Dataset entries:
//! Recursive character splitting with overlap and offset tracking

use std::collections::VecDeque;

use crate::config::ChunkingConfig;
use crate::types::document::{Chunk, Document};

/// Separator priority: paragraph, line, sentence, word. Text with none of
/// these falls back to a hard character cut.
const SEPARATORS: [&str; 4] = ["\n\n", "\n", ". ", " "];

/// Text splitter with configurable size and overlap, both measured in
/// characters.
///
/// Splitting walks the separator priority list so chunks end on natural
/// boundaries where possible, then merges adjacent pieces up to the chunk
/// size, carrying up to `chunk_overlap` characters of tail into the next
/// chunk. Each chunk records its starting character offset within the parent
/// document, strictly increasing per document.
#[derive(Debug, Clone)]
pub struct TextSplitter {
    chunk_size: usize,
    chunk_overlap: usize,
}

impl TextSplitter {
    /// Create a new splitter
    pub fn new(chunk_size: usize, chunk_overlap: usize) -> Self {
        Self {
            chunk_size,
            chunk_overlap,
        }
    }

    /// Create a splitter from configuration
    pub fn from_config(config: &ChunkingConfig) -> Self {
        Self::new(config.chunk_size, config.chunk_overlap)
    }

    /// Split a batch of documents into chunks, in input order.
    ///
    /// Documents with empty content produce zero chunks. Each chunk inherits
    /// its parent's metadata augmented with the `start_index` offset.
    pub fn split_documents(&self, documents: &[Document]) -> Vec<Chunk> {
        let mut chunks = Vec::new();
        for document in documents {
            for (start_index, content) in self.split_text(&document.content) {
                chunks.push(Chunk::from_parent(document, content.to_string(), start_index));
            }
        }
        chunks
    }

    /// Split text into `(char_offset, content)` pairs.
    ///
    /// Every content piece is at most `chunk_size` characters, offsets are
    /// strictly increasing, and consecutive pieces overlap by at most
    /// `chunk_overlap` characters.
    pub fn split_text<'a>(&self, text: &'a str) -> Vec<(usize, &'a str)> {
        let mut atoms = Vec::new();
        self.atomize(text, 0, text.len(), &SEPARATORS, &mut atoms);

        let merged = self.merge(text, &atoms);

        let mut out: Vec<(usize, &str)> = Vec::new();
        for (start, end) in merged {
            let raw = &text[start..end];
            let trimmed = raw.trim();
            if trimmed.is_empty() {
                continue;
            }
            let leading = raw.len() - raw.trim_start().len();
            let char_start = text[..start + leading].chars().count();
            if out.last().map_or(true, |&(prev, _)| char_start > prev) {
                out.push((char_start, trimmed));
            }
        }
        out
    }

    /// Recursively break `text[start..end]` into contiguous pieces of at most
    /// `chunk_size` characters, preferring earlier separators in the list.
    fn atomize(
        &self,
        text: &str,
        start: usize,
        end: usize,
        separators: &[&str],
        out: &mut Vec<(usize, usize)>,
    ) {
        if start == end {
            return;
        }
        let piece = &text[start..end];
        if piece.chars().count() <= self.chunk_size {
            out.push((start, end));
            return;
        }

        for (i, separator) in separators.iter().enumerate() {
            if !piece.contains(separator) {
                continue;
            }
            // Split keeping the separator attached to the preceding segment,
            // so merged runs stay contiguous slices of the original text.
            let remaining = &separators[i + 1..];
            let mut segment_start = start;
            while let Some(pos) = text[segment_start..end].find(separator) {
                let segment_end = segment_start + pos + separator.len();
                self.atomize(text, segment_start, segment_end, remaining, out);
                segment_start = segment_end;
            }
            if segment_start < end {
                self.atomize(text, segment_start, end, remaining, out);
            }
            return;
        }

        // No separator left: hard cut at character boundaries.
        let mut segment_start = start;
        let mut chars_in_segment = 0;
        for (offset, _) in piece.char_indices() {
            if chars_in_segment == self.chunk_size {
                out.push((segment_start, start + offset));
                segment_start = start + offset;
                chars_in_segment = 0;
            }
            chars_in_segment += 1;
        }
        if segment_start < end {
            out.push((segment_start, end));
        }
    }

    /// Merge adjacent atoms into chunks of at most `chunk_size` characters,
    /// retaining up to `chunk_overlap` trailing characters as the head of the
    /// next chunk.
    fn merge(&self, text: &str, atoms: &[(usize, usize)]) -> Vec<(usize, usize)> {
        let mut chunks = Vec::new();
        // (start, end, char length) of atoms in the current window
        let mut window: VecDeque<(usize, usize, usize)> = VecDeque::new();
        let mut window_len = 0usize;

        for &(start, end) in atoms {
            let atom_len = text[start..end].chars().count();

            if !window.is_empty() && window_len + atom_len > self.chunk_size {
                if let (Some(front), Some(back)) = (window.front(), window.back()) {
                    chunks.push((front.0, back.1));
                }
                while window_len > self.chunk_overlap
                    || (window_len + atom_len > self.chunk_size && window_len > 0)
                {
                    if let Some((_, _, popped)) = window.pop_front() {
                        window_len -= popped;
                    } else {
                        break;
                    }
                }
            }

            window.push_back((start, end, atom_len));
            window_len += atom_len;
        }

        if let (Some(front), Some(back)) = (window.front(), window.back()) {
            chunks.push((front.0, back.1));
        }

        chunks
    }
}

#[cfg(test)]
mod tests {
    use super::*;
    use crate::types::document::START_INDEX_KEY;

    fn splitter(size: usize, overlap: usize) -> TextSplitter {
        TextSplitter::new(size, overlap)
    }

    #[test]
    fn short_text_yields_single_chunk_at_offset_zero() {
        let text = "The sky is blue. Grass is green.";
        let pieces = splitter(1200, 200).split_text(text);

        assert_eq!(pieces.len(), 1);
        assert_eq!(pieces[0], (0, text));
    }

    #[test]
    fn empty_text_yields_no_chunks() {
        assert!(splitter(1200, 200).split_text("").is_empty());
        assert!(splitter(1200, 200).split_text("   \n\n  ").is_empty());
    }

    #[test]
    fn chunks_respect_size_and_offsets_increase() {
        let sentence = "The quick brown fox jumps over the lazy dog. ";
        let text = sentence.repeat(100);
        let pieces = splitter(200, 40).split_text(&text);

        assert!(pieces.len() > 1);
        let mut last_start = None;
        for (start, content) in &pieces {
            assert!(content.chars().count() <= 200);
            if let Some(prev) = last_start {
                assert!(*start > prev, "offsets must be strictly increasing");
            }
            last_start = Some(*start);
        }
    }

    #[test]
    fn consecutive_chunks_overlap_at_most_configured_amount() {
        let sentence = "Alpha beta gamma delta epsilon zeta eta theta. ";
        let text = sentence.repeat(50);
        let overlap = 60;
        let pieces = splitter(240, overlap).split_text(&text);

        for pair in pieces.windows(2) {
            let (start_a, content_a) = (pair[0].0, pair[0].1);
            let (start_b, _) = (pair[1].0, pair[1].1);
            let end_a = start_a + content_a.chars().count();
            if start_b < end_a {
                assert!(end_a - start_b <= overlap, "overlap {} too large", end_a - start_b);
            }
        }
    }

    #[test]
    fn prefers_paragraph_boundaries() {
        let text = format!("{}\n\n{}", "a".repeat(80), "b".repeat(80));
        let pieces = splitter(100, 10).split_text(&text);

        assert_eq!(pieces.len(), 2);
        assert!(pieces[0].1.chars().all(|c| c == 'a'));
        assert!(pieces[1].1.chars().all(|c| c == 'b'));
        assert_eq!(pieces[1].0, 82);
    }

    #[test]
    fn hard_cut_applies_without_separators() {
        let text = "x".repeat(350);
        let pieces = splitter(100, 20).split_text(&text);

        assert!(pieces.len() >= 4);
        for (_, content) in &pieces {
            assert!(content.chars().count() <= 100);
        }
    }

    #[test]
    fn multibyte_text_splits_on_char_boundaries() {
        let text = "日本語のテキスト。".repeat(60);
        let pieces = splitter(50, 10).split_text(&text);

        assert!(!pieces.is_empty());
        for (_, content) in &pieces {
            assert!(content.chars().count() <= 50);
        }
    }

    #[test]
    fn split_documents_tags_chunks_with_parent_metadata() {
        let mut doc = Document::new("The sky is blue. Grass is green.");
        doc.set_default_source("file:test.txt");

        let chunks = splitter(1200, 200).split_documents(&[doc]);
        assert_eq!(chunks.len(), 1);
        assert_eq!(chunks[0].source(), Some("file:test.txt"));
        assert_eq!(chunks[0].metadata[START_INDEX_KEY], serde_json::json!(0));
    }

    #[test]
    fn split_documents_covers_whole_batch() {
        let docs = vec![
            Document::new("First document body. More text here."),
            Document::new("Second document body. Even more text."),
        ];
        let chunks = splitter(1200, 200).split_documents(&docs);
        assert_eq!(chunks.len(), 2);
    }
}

What the exercise asks:
Copy out each line of the entries that holds "trimmed".

Response for this exercise:
            let trimmed = raw.trim();
            if trimmed.is_empty() {
                out.push((char_start, trimmed));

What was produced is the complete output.